Si tenemos que hacer una catalogación el primero sería el que llamaremos genéticamente curvado, es el más común de todos, tiene una curvatura leve y es algo que normalmente se hereda. Es decir, si por azares de la vida tienes un hijo con el pene hacia el mismo lado, no tengas ninguna duda, sigues siendo marica pero el hijo no hay duda de que es tuyo, es algo así como lo que ocurre con el color de tus ojos o del pelo, una marca de label de calidad de la familia. Si nos ponemos serios la verdad es que la curvatura de este pene puede convertirse en un problema para el dueño del “utensilio” pero suele ser más un problema psíquico que físico ya que dado que el grado de curvatura es insignificante no constituye problema en el momento de tener sexo.

Otra de las variedades es la del pene estirado, un modelo de polla más común de lo que parece. Se desarrolla normalmente en los jóvenes adultos, y su causa suele estar en forzar una erección hacia un mismo lado una y otra vez, y es que para lo de las pajas también hay que saber cambiar de chaqueta, una de izquierdas, otra de derechas, y vuelta a empezar. Pero no solamente la causa puede estar en la manera en la que los jóvenes se masturban, otra causa puede estar en llevar ropa muy ajustada que nos lleve a colocar el pepino siempre hacia el mismo lado, entiendo que los toreros tiene que saber algo de esto y los amantes de los leggins y de los vaqueros convertidos en mallas también, que ahora hay muchos de esos. Su curvatura puede ser más visible, pero no supone un impedimento para meterse en faena, todo lo contrario, dependiendo de la dirección en la que se incline, puede proporcionar sensaciones diferentes.

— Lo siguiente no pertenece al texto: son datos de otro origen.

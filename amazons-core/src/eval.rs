//! Position heuristics.
//!
//! Every score is from the perspective of the side that just moved (the
//! side not on turn), higher is better, roughly within [-1, 1]. Search
//! evaluates a node right after the move that created it, so the mover's
//! perspective is the one that ranks sibling nodes consistently.

use crate::board::{Position, Side, Tile, DIRECTIONS, TILE_COUNT};
use crate::state::GameState;

/// Blend weights for [`combined`].
#[derive(Debug, Clone, Copy)]
pub struct EvalWeights {
    pub first_degree: f64,
    pub count: f64,
    pub territory: f64,
}

impl Default for EvalWeights {
    fn default() -> EvalWeights {
        EvalWeights {
            first_degree: 0.3,
            count: 0.2,
            territory: 0.5,
        }
    }
}

fn mover(state: &GameState) -> Side {
    state.side_to_move().opponent()
}

fn normalize(a: u32, b: u32) -> f64 {
    if a + b == 0 {
        0.0
    } else {
        (a as f64 - b as f64) / (a + b) as f64
    }
}

/// Normalized difference in empty squares each side's queens can reach in
/// one move. Squares covered by two queens of the same side count twice.
pub fn first_degree(state: &GameState) -> f64 {
    let us = mover(state);
    normalize(reachable(state, us), reachable(state, us.opponent()))
}

fn reachable(state: &GameState, side: Side) -> u32 {
    let mut total = 0;
    for &queen in state.queens(side) {
        for &(dr, dc) in &DIRECTIONS {
            let mut cursor = queen;
            while let Some(step) = cursor.offset(dr, dc) {
                if state.tile(step) != Tile::Empty {
                    break;
                }
                cursor = step;
                total += 1;
            }
        }
    }
    total
}

/// Normalized difference in adjacent liberties (degree of each queen).
/// Cheaper than [`first_degree`] and sensitive to crowding.
pub fn count(state: &GameState) -> f64 {
    let us = mover(state);
    normalize(liberties(state, us), liberties(state, us.opponent()))
}

fn liberties(state: &GameState, side: Side) -> u32 {
    state
        .queens(side)
        .iter()
        .map(|&queen| {
            DIRECTIONS
                .iter()
                .filter(|&&(dr, dc)| {
                    queen
                        .offset(dr, dc)
                        .map(|next| state.tile(next) == Tile::Empty)
                        .unwrap_or(false)
                })
                .count() as u32
        })
        .sum()
}

/// Queen-distance territory race. Each empty square scores for the side
/// whose queens reach it in strictly fewer moves; ties score nothing. The
/// sum is normalized by the number of squares either side can reach.
pub fn territory(state: &GameState) -> f64 {
    let us = mover(state);
    let ours = queen_distances(state, us);
    let theirs = queen_distances(state, us.opponent());
    let mut score = 0i64;
    let mut contested = 0i64;
    for index in 0..TILE_COUNT {
        let pos = Position::from_index(index);
        if !pos.on_board() || state.tile(pos) != Tile::Empty {
            continue;
        }
        let (a, b) = (ours[index], theirs[index]);
        if a == u32::MAX && b == u32::MAX {
            continue;
        }
        contested += 1;
        if a < b {
            score += 1;
        } else if b < a {
            score -= 1;
        }
    }
    if contested == 0 {
        0.0
    } else {
        score as f64 / contested as f64
    }
}

/// Multi-source BFS over queen moves: minimum number of moves any queen of
/// `side` needs to reach each empty square. Unreachable squares stay at
/// `u32::MAX`.
fn queen_distances(state: &GameState, side: Side) -> [u32; TILE_COUNT] {
    let mut dist = [u32::MAX; TILE_COUNT];
    let mut frontier: Vec<Position> = state.queens(side).to_vec();
    for queen in &frontier {
        dist[queen.index()] = 0;
    }
    let mut depth = 0u32;
    while !frontier.is_empty() {
        depth += 1;
        let mut next = Vec::new();
        for &from in &frontier {
            for &(dr, dc) in &DIRECTIONS {
                let mut cursor = from;
                while let Some(step) = cursor.offset(dr, dc) {
                    if state.tile(step) != Tile::Empty {
                        break;
                    }
                    cursor = step;
                    if dist[cursor.index()] == u32::MAX {
                        dist[cursor.index()] = depth;
                        next.push(cursor);
                    }
                }
            }
        }
        frontier = next;
    }
    dist
}

/// Weighted blend of the three heuristics. A terminal position is a win
/// for the side that just moved and scores the maximum outright.
pub fn combined(state: &GameState, weights: &EvalWeights) -> f64 {
    if state.is_terminal() {
        return 1.0;
    }
    weights.first_degree * first_degree(state)
        + weights.count * count(state)
        + weights.territory * territory(state)
}
//! Deadline-bounded best-move decision.
//!
//! Reads whatever the search strategies managed to score and picks the
//! best child of the root. Children that are not ready yet are evaluated
//! synchronously on the spot while the deadline allows.

use std::thread;
use std::time::{Duration, Instant};

use thiserror::Error;
use tracing::debug;

use amazons_core::{eval, EvalWeights, Move};

use crate::node::NodeId;
use crate::store::GameTree;

#[derive(Debug, Error, PartialEq, Eq)]
pub enum DecisionError {
    /// The root has no children: no legal continuation, the game is lost.
    #[error("no legal continuation from the current root")]
    NoLegalMove,

    /// The deadline expired before any candidate was acceptable. The
    /// caller falls back to an arbitrary legal move.
    #[error("deadline expired before any candidate was ready")]
    Timeout,
}

/// The chosen continuation.
#[derive(Debug, Clone, Copy)]
pub struct Decision {
    pub node: NodeId,
    pub mv: Move,
    pub value: f64,
}

const RETRY_PAUSE: Duration = Duration::from_millis(1);

/// Pick the best child of `root` before `deadline`.
///
/// A candidate replaces the current best when it is at least as good on
/// both the heuristic value and the aggregate average. The first pass
/// only accepts values strictly above zero, biasing away from apparently
/// neutral moves; retry passes accept any non-negative value until the
/// deadline expires.
pub fn decide(
    tree: &GameTree,
    root: NodeId,
    weights: &EvalWeights,
    deadline: Instant,
) -> Result<Decision, DecisionError> {
    let root_node = tree.node(root).ok_or(DecisionError::NoLegalMove)?;
    let children = root_node.children_snapshot();
    if children.is_empty() {
        return Err(DecisionError::NoLegalMove);
    }

    let mut first_pass = true;
    loop {
        let mut best: Option<(Decision, f64)> = None;
        for &(mv, id) in &children {
            let node = match tree.node(id) {
                Some(node) => node,
                None => continue,
            };
            if !node.heuristic().is_ready() {
                if Instant::now() >= deadline {
                    continue;
                }
                let value = eval::combined(node.state(), weights);
                tree.publish_value(id, value);
            }
            let value = node.heuristic().value();
            let acceptable = if first_pass { value > 0.0 } else { value >= 0.0 };
            if !acceptable {
                continue;
            }
            let aggregate = node.heuristic().aggregate();
            let replaces = match &best {
                None => true,
                Some((current, current_agg)) => {
                    value >= current.value && aggregate >= *current_agg
                }
            };
            if replaces {
                best = Some((Decision { node: id, mv, value }, aggregate));
            }
        }

        if let Some((choice, _)) = best {
            debug!(value = choice.value, mv = %choice.mv, "decision made");
            return Ok(choice);
        }
        if Instant::now() >= deadline {
            return Err(DecisionError::Timeout);
        }
        first_pass = false;
        thread::sleep(RETRY_PAUSE);
    }
}
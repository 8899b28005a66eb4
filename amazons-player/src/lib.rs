//! Match-playing layer for the Amazons engine
//!
//! This crate turns the search machinery of `amazons-search` into a
//! playable opponent:
//! - `Session`: one match worth of state (canonical board, shared tree,
//!   worker threads) with turn-taking entry points
//! - `MoveMessage`: the wire form of a chosen move
//! - `MoveSink`: the transmission seam the embedder implements
//!
//! The embedder drives the session from its server loop: call
//! [`Session::apply_opponent_move`] when the opponent's move arrives and
//! [`Session::take_turn`] when it is the engine's turn to play.

pub mod message;
pub mod session;

// Re-export main types for convenience
pub use message::{MoveMessage, MoveSink};
pub use session::{Session, SessionError};
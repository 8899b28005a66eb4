//! Tree policy: narrowing candidate moves before sampling.
//!
//! When a position offers many moves, the sampled strategy first scores a
//! random subset with one cheaply drawn heuristic variant and keeps only
//! the strongest few. Candidates touched here are created through the
//! store, given their variant score as a provisional value, and queued
//! for full evaluation, so narrowing doubles as a lightweight expansion
//! pass.

use rand::distributions::{Distribution, WeightedError, WeightedIndex};
use rand::seq::SliceRandom;
use rand::Rng;
use thiserror::Error;

use amazons_core::{eval, EvalWeights, GameState, Move};

use crate::config::PolicyWeights;
use crate::evaluator::{EvalItem, EvalQueue};
use crate::node::NodeId;
use crate::store::GameTree;

/// Which heuristic scores candidates during narrowing.
#[derive(Debug, Clone, Copy, PartialEq, Eq)]
pub enum HeuristicKind {
    FirstDegree,
    Count,
    Territory,
    All,
    Nothing,
}

/// Narrowing parameters: how many candidates to score and how many to
/// keep. Both are clamped to what the position actually offers.
#[derive(Debug, Clone, Copy)]
pub struct TreePolicy {
    pub sample_size: usize,
    pub max_return: usize,
    pub kind: HeuristicKind,
}

impl TreePolicy {
    pub fn new(sample_size: usize, max_return: usize, kind: HeuristicKind) -> TreePolicy {
        TreePolicy {
            sample_size,
            max_return,
            kind,
        }
    }

    /// A policy that passes every move through untouched.
    pub fn no_op() -> TreePolicy {
        TreePolicy::new(0, 0, HeuristicKind::Nothing)
    }
}

#[derive(Debug, Error)]
pub enum PolicyError {
    #[error("invalid policy weights: {0}")]
    InvalidWeights(#[from] WeightedError),
}

/// Categorical draw over heuristic variants with fixed weights. Built once
/// per search pass and sampled per node.
#[derive(Debug, Clone)]
pub struct PolicyDraw {
    dist: WeightedIndex<f64>,
}

impl PolicyDraw {
    pub fn new(weights: &PolicyWeights) -> Result<PolicyDraw, PolicyError> {
        Ok(PolicyDraw {
            dist: WeightedIndex::new(weights.as_array())?,
        })
    }

    pub fn draw(&self, rng: &mut impl Rng) -> HeuristicKind {
        match self.dist.sample(rng) {
            0 => HeuristicKind::FirstDegree,
            1 => HeuristicKind::Count,
            2 => HeuristicKind::Territory,
            3 => HeuristicKind::All,
            _ => HeuristicKind::Nothing,
        }
    }
}

/// `k` distinct indices into `0..n`, uniformly without replacement. Returns
/// fewer when `n < k`.
pub fn sample_distinct(rng: &mut impl Rng, n: usize, k: usize) -> Vec<usize> {
    let mut indices: Vec<usize> = (0..n).collect();
    indices.shuffle(rng);
    indices.truncate(k);
    indices
}

/// Narrow `moves` to the policy's strongest `max_return` candidates.
///
/// Short-circuits with the move list unchanged when the clamped return
/// cap already covers the whole list, the sample size is zero, or the
/// policy is a no-op. Otherwise each sampled candidate is branched,
/// created or reused through the store, adopted under `parent`, and
/// scored with the policy's heuristic variant. The variant score is
/// published onto the record right away as a provisional value and the
/// child queued for the full combined evaluation, which overwrites it
/// when it lands. `All` publishes the real combined value on the spot
/// and skips the queue.
pub fn narrow(
    tree: &GameTree,
    queue: &EvalQueue,
    weights: &EvalWeights,
    rng: &mut impl Rng,
    parent: NodeId,
    state: &GameState,
    moves: Vec<Move>,
    policy: TreePolicy,
) -> Vec<Move> {
    let sample_size = policy.sample_size.min(moves.len());
    let max_return = policy.max_return.min(sample_size);
    if max_return == moves.len()
        || sample_size == 0
        || matches!(policy.kind, HeuristicKind::Nothing)
    {
        return moves;
    }

    let mut ranked: Vec<(f64, f64, Move)> = Vec::with_capacity(sample_size);
    for index in sample_distinct(rng, moves.len(), sample_size) {
        let mv = moves[index];
        let mut next = state.clone();
        if !next.apply(mv) {
            continue;
        }
        let (child, _) = tree.get_or_create(Some(mv), &next);
        tree.adopt(parent, mv, child);
        let value = match policy.kind {
            HeuristicKind::FirstDegree => eval::first_degree(&next),
            HeuristicKind::Count => eval::count(&next),
            HeuristicKind::Territory => eval::territory(&next),
            HeuristicKind::All => eval::combined(&next, weights),
            HeuristicKind::Nothing => continue,
        };
        tree.publish_value(child, value);
        if policy.kind != HeuristicKind::All {
            queue.append(EvalItem::new(next, child));
        }
        let tiebreak = tree
            .node(child)
            .map(|node| node.heuristic().max_sub())
            .unwrap_or(f64::NEG_INFINITY);
        ranked.push((value, tiebreak, mv));
    }

    ranked.sort_by(|a, b| b.0.total_cmp(&a.0).then(b.1.total_cmp(&a.1)));
    ranked.truncate(max_return);
    ranked.into_iter().map(|(_, _, mv)| mv).collect()
}

#[cfg(test)]
mod tests {
    use super::*;
    use crate::evaluator::eval_channel;
    use rand::SeedableRng;
    use rand_chacha::ChaCha20Rng;

    fn small_position() -> (GameState, Vec<Move>) {
        let state = GameState::new_game();
        let moves = amazons_core::generate_moves(&state, state.turn_pieces());
        (state, moves)
    }

    #[test]
    fn test_no_op_policy_returns_unchanged() {
        let tree = GameTree::new();
        let (queue, _receivers) = eval_channel();
        let (state, moves) = small_position();
        let (root, _) = tree.get_or_create(None, &state);
        let mut rng = ChaCha20Rng::seed_from_u64(7);

        let out = narrow(
            &tree,
            &queue,
            &EvalWeights::default(),
            &mut rng,
            root,
            &state,
            moves.clone(),
            TreePolicy::no_op(),
        );
        assert_eq!(out, moves);
        assert_eq!(tree.len(), 1);
    }

    #[test]
    fn test_zero_sample_returns_unchanged() {
        let tree = GameTree::new();
        let (queue, _receivers) = eval_channel();
        let (state, moves) = small_position();
        let (root, _) = tree.get_or_create(None, &state);
        let mut rng = ChaCha20Rng::seed_from_u64(7);

        let out = narrow(
            &tree,
            &queue,
            &EvalWeights::default(),
            &mut rng,
            root,
            &state,
            moves.clone(),
            TreePolicy::new(0, 3, HeuristicKind::All),
        );
        assert_eq!(out, moves);
    }

    #[test]
    fn test_full_cap_short_circuits() {
        let tree = GameTree::new();
        let (queue, _receivers) = eval_channel();
        let (state, moves) = small_position();
        let (root, _) = tree.get_or_create(None, &state);
        let mut rng = ChaCha20Rng::seed_from_u64(7);

        // Cap >= list length: nothing to narrow.
        let n = moves.len();
        let out = narrow(
            &tree,
            &queue,
            &EvalWeights::default(),
            &mut rng,
            root,
            &state,
            moves.clone(),
            TreePolicy::new(n, n, HeuristicKind::Territory),
        );
        assert_eq!(out, moves);
        assert_eq!(tree.len(), 1);
    }

    #[test]
    fn test_narrow_keeps_strongest_candidates() {
        let tree = GameTree::new();
        let (queue, _receivers) = eval_channel();
        let weights = EvalWeights::default();
        let (state, moves) = small_position();
        let (root, _) = tree.get_or_create(None, &state);
        let mut rng = ChaCha20Rng::seed_from_u64(11);

        let keep = 4;
        let sampled = 32;
        let out = narrow(
            &tree,
            &queue,
            &weights,
            &mut rng,
            root,
            &state,
            moves.clone(),
            TreePolicy::new(sampled, keep, HeuristicKind::All),
        );
        assert_eq!(out.len(), keep);
        // Survivors rank at least as high as every sampled non-survivor
        // under the draw's heuristic. The sampled subset is reproduced by
        // replaying the seeded draw.
        let mut probe = ChaCha20Rng::seed_from_u64(11);
        let picks = sample_distinct(&mut probe, moves.len(), sampled);
        let score = |mv: &Move| {
            let mut next = state.clone();
            assert!(next.apply(*mv));
            eval::combined(&next, &weights)
        };
        let min_kept = out.iter().map(score).fold(f64::INFINITY, f64::min);
        let dropped: Vec<Move> = picks
            .iter()
            .map(|&i| moves[i])
            .filter(|mv| !out.contains(mv))
            .collect();
        assert_eq!(dropped.len(), sampled - keep);
        assert!(dropped.iter().all(|mv| score(mv) <= min_kept));
        // All-kind publishes synchronously.
        for mv in &out {
            let mut next = state.clone();
            assert!(next.apply(*mv));
            let id = tree.get(&next).unwrap();
            assert!(tree.node(id).unwrap().heuristic().is_ready());
        }
    }

    #[test]
    fn test_variant_kinds_enqueue_for_full_eval() {
        let tree = GameTree::new();
        let (queue, receivers) = eval_channel();
        let (state, moves) = small_position();
        let (root, _) = tree.get_or_create(None, &state);
        let mut rng = ChaCha20Rng::seed_from_u64(3);

        let out = narrow(
            &tree,
            &queue,
            &EvalWeights::default(),
            &mut rng,
            root,
            &state,
            moves,
            TreePolicy::new(6, 2, HeuristicKind::Territory),
        );
        assert_eq!(out.len(), 2);
        drop(queue);
        let mut queued = 0;
        while let Ok(item) = receivers.append.try_recv() {
            assert!(tree.node(item.node).is_some());
            queued += 1;
        }
        assert_eq!(queued, 6);
    }

    #[test]
    fn test_variant_scores_are_published_immediately() {
        let tree = GameTree::new();
        let (queue, _receivers) = eval_channel();
        let (state, moves) = small_position();
        let (root, _) = tree.get_or_create(None, &state);
        let mut rng = ChaCha20Rng::seed_from_u64(17);

        narrow(
            &tree,
            &queue,
            &EvalWeights::default(),
            &mut rng,
            root,
            &state,
            moves,
            TreePolicy::new(8, 3, HeuristicKind::FirstDegree),
        );

        // Each sampled child carries its provisional variant score before
        // the queued full evaluation lands, and the early folds already
        // reached the parent.
        let root_node = tree.node(root).unwrap();
        let children = root_node.child_ids();
        assert_eq!(children.len(), 8);
        for id in children {
            let child = tree.node(id).unwrap();
            assert!(child.heuristic().is_ready());
            assert_eq!(child.heuristic().value(), eval::first_degree(child.state()));
        }
        assert!(root_node.heuristic().aggregate().is_finite());
    }

    #[test]
    fn test_sample_distinct_bounds() {
        let mut rng = ChaCha20Rng::seed_from_u64(5);
        let picks = sample_distinct(&mut rng, 10, 4);
        assert_eq!(picks.len(), 4);
        let mut sorted = picks.clone();
        sorted.sort_unstable();
        sorted.dedup();
        assert_eq!(sorted.len(), 4);
        assert!(picks.iter().all(|&i| i < 10));

        assert_eq!(sample_distinct(&mut rng, 3, 8).len(), 3);
        assert!(sample_distinct(&mut rng, 0, 2).is_empty());
    }

    #[test]
    fn test_draw_respects_weights() {
        let weights = PolicyWeights {
            first_degree: 0.0,
            count: 0.0,
            territory: 0.0,
            all: 0.0,
            nothing: 1.0,
        };
        let draw = PolicyDraw::new(&weights).unwrap();
        let mut rng = ChaCha20Rng::seed_from_u64(1);
        for _ in 0..16 {
            assert_eq!(draw.draw(&mut rng), HeuristicKind::Nothing);
        }
    }

    #[test]
    fn test_all_zero_weights_rejected() {
        let weights = PolicyWeights {
            first_degree: 0.0,
            count: 0.0,
            territory: 0.0,
            all: 0.0,
            nothing: 0.0,
        };
        assert!(matches!(
            PolicyDraw::new(&weights),
            Err(PolicyError::InvalidWeights(_))
        ));
    }
}
use crate::error::ErrorPolicy;
use chrono::{DateTime, NaiveDate, Utc};
use clap::{Parser, Subcommand};
use std::path::PathBuf;

#[derive(Parser)]
#[command(name = "td")]
#[command(about = "Named todo lists kept in a single JSON file")]
#[command(version)]
pub struct Cli {
    /// Store file (defaults to $TD_FILE, then ~/.td.json)
    #[arg(long, global = true, value_name = "PATH")]
    pub file: Option<PathBuf>,

    /// Show item details and debug logging
    #[arg(short, long, global = true)]
    pub verbose: bool,

    #[command(subcommand)]
    pub command: Commands,
}

#[derive(Subcommand)]
pub enum Commands {
    /// Show every list and its items
    Show {
        /// Show priority, urgency, deadline and description
        #[arg(long)]
        all: bool,
    },

    /// Add an item to a list
    Add {
        /// List name
        list: String,
        /// Item name
        name: String,
        /// Tags, repeated or comma separated
        #[arg(short, long, value_delimiter = ',')]
        tags: Vec<String>,
        /// Priority, 1-5
        #[arg(short, long, default_value_t = 1, value_parser = clap::value_parser!(u8).range(1..=5))]
        priority: u8,
        /// Urgency, 1-5
        #[arg(short, long, default_value_t = 1, value_parser = clap::value_parser!(u8).range(1..=5))]
        urgency: u8,
        /// Deadline as YYYY-MM-DD
        #[arg(long, value_parser = parse_deadline)]
        deadline: Option<DateTime<Utc>>,
        /// Description, the rest of the command line
        #[arg(trailing_var_arg = true)]
        description: Vec<String>,
    },

    /// Delete an item after confirmation
    Delete {
        /// List name
        list: String,
        /// Item name
        name: String,
    },

    /// Update an item (not supported yet)
    Update {
        /// List name
        list: String,
        /// Item name
        name: String,
    },

    /// Mark an item as completed (not supported yet)
    Tick {
        /// List name
        list: String,
        /// Item name
        name: String,
    },

    /// Create or delete a list, or print list names
    List {
        /// List name (omit to print all list names)
        name: Option<String>,
        /// Delete the list instead of creating it
        #[arg(short, long, requires = "name")]
        delete: bool,
    },
}

impl Commands {
    /// Delete reports lookup failures and carries on; everything else aborts.
    pub fn error_policy(&self) -> ErrorPolicy {
        match self {
            Commands::Delete { .. } => ErrorPolicy::Reported,
            _ => ErrorPolicy::Fatal,
        }
    }
}

/// Parse `YYYY-MM-DD` as midnight UTC
fn parse_deadline(s: &str) -> Result<DateTime<Utc>, String> {
    let date = NaiveDate::parse_from_str(s, "%Y-%m-%d")
        .map_err(|e| format!("expected YYYY-MM-DD: {e}"))?;
    date.and_hms_opt(0, 0, 0)
        .map(|midnight| midnight.and_utc())
        .ok_or_else(|| format!("{s} has no midnight"))
}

Pero llegados a este punto toca hablar de la enfermedad de Peyronie, que más que una patología puede ser una condición causada por un trauma, impacto o lesión, y se desarrolla por la ausencia de ciertos nutrientes que son necesarios para el proceso normal por el cual el pene vuelve a su estado y forma normal tras el golpe. Para que todos lo podamos entender la enfermedad de Peyronie es simplemente una cicatriz o placa que se forma en el tejido del pene que no se estira lo suficiente cuando está “aldente”. De este modo el pene se inclinara en la dirección de la cicatriz, aquí el grado de curvatura puede variar desde muy leve hasta muy marcado, y si es tan pronunciada la curvatura puede constituir un obstáculo para una relación satisfactoria.

Aunque sin duda, y como nos podemos imaginar, aunque nos cueste y nos duela, lo más peligroso es cuando la curvatura del pene es producto de una fractura. No hay que olvidar que al ser un órgano que no tiene huesos al ponerse erecto de una manera forzada, cada uno que entienda lo que quiera por forzada, al doblarse puede fracturarse, no olvidemos, seguro que lo recordamos cada día, que un pene erecto no está diseñado para doblarse, y si se le fuerza mucho pueden desgarrarse los cuerpos cavernoso que hay en su interior, un drama que además duele que jode, y nunca mejor dicho. Cuando esto ocurre acaba como puedas y derecho al hospital.

Pero la clave está en encontrar la joya de la corona, una curvatura hacia abajo que facilite la estimulación de la próstata, lo que resulta un auténtico fiestón para el cuerpo.